▸ PROVIDED ENTRIES:
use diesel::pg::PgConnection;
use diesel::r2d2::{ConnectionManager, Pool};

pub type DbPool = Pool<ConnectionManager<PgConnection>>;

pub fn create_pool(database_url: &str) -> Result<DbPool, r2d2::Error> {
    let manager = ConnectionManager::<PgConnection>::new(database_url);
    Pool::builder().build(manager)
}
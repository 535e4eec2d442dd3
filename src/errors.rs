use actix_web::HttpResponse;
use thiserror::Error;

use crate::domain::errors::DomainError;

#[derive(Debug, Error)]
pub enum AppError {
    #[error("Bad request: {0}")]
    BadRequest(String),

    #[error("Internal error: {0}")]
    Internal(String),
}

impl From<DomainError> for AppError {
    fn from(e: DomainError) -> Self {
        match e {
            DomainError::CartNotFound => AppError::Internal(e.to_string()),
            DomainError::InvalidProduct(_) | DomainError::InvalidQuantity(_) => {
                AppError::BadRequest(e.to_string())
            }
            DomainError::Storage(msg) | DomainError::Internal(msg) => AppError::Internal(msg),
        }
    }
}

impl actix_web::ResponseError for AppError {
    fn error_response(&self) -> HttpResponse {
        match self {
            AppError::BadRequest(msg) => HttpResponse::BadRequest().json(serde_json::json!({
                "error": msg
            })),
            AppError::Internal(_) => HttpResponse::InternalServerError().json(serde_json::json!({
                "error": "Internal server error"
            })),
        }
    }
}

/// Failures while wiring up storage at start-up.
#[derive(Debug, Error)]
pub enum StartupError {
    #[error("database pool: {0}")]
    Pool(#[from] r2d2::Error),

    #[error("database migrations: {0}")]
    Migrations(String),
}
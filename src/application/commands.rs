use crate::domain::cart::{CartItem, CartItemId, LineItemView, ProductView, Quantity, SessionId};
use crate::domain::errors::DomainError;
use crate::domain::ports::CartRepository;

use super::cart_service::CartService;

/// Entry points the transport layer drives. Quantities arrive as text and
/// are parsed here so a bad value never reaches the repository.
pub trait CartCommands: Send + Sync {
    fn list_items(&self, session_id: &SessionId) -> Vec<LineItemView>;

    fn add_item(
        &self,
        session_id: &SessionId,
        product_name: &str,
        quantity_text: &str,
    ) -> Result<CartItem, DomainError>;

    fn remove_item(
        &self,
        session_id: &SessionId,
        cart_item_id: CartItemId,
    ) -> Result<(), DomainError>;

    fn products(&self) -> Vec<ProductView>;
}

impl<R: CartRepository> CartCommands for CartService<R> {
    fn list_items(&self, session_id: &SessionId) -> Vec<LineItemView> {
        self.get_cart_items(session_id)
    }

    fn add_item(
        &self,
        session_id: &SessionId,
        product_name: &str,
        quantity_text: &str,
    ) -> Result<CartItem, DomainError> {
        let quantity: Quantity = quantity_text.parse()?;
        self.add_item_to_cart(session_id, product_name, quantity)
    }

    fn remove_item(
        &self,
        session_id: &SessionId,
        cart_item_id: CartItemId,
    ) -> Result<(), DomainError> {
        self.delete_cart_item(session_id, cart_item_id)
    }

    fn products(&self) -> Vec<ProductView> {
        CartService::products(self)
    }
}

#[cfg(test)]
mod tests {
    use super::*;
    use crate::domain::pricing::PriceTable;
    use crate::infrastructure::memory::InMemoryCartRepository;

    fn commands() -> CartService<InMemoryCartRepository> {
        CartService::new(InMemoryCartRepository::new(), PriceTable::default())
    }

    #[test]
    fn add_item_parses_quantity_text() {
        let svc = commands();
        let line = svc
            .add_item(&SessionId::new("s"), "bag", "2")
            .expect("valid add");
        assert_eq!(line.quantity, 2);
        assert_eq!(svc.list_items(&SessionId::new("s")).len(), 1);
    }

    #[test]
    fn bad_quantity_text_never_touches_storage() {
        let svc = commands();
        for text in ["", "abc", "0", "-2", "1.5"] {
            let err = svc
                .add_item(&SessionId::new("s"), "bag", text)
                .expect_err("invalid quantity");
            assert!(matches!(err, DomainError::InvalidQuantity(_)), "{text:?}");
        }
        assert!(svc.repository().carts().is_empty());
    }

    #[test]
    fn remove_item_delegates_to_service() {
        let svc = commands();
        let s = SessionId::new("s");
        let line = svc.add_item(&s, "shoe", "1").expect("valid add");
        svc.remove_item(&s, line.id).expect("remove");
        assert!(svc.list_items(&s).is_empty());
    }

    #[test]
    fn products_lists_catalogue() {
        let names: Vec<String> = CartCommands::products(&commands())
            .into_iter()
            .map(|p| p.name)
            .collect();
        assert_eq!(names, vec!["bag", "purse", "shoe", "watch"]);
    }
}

▸ ASSIGNMENT: Each record above is to be written out again exactly.

▸ COMPLETED TASK:
use diesel::pg::PgConnection;
use diesel::r2d2::{ConnectionManager, Pool};

pub type DbPool = Pool<ConnectionManager<PgConnection>>;

pub fn create_pool(database_url: &str) -> Result<DbPool, r2d2::Error> {
    let manager = ConnectionManager::<PgConnection>::new(database_url);
    Pool::builder().build(manager)
}
repository 535e4eec2d442dd3
filename src/errors.rs
use actix_web::HttpResponse;
use thiserror::Error;

use crate::domain::errors::DomainError;

#[derive(Debug, Error)]
pub enum AppError {
    #[error("Bad request: {0}")]
    BadRequest(String),

    #[error("Internal error: {0}")]
    Internal(String),
}

impl From<DomainError> for AppError {
    fn from(e: DomainError) -> Self {
        match e {
            DomainError::CartNotFound => AppError::Internal(e.to_string()),
            DomainError::InvalidProduct(_) | DomainError::InvalidQuantity(_) => {
                AppError::BadRequest(e.to_string())
            }
            DomainError::Storage(msg) | DomainError::Internal(msg) => AppError::Internal(msg),
        }
    }
}

impl actix_web::ResponseError for AppError {
    fn error_response(&self) -> HttpResponse {
        match self {
            AppError::BadRequest(msg) => HttpResponse::BadRequest().json(serde_json::json!({
                "error": msg
            })),
            AppError::Internal(_) => HttpResponse::InternalServerError().json(serde_json::json!({
                "error": "Internal server error"
            })),
        }
    }
}

/// Failures while wiring up storage at start-up.
#[derive(Debug, Error)]
pub enum StartupError {
    #[error("database pool: {0}")]
    Pool(#[from] r2d2::Error),

    #[error("database migrations: {0}")]
    Migrations(String),
}
filename src/application/commands.rs
use crate::domain::cart::{CartItem, CartItemId, LineItemView, ProductView, Quantity, SessionId};
use crate::domain::errors::DomainError;
use crate::domain::ports::CartRepository;

use super::cart_service::CartService;

/// Entry points the transport layer drives. Quantities arrive as text and
/// are parsed here so a bad value never reaches the repository.
pub trait CartCommands: Send + Sync {
    fn list_items(&self, session_id: &SessionId) -> Vec<LineItemView>;

    fn add_item(
        &self,
        session_id: &SessionId,
        product_name: &str,
        quantity_text: &str,
    ) -> Result<CartItem, DomainError>;

    fn remove_item(
        &self,
        session_id: &SessionId,
        cart_item_id: CartItemId,
    ) -> Result<(), DomainError>;

    fn products(&self) -> Vec<ProductView>;
}

impl<R: CartRepository> CartCommands for CartService<R> {
    fn list_items(&self, session_id: &SessionId) -> Vec<LineItemView> {
        self.get_cart_items(session_id)
    }

    fn add_item(
        &self,
        session_id: &SessionId,
        product_name: &str,
        quantity_text: &str,
    ) -> Result<CartItem, DomainError> {
        let quantity: Quantity = quantity_text.parse()?;
        self.add_item_to_cart(session_id, product_name, quantity)
    }

    fn remove_item(
        &self,
        session_id: &SessionId,
        cart_item_id: CartItemId,
    ) -> Result<(), DomainError> {
        self.delete_cart_item(session_id, cart_item_id)
    }

    fn products(&self) -> Vec<ProductView> {
        CartService::products(self)
    }
}

#[cfg(test)]
mod tests {
    use super::*;
    use crate::domain::pricing::PriceTable;
    use crate::infrastructure::memory::InMemoryCartRepository;

    fn commands() -> CartService<InMemoryCartRepository> {
        CartService::new(InMemoryCartRepository::new(), PriceTable::default())
    }

    #[test]
    fn add_item_parses_quantity_text() {
        let svc = commands();
        let line = svc
            .add_item(&SessionId::new("s"), "bag", "2")
            .expect("valid add");
        assert_eq!(line.quantity, 2);
        assert_eq!(svc.list_items(&SessionId::new("s")).len(), 1);
    }

    #[test]
    fn bad_quantity_text_never_touches_storage() {
        let svc = commands();
        for text in ["", "abc", "0", "-2", "1.5"] {
            let err = svc
                .add_item(&SessionId::new("s"), "bag", text)
                .expect_err("invalid quantity");
            assert!(matches!(err, DomainError::InvalidQuantity(_)), "{text:?}");
        }
        assert!(svc.repository().carts().is_empty());
    }

    #[test]
    fn remove_item_delegates_to_service() {
        let svc = commands();
        let s = SessionId::new("s");
        let line = svc.add_item(&s, "shoe", "1").expect("valid add");
        svc.remove_item(&s, line.id).expect("remove");
        assert!(svc.list_items(&s).is_empty());
    }

    #[test]
    fn products_lists_catalogue() {
        let names: Vec<String> = CartCommands::products(&commands())
            .into_iter()
            .map(|p| p.name)
            .collect();
        assert_eq!(names, vec!["bag", "purse", "shoe", "watch"]);
    }
}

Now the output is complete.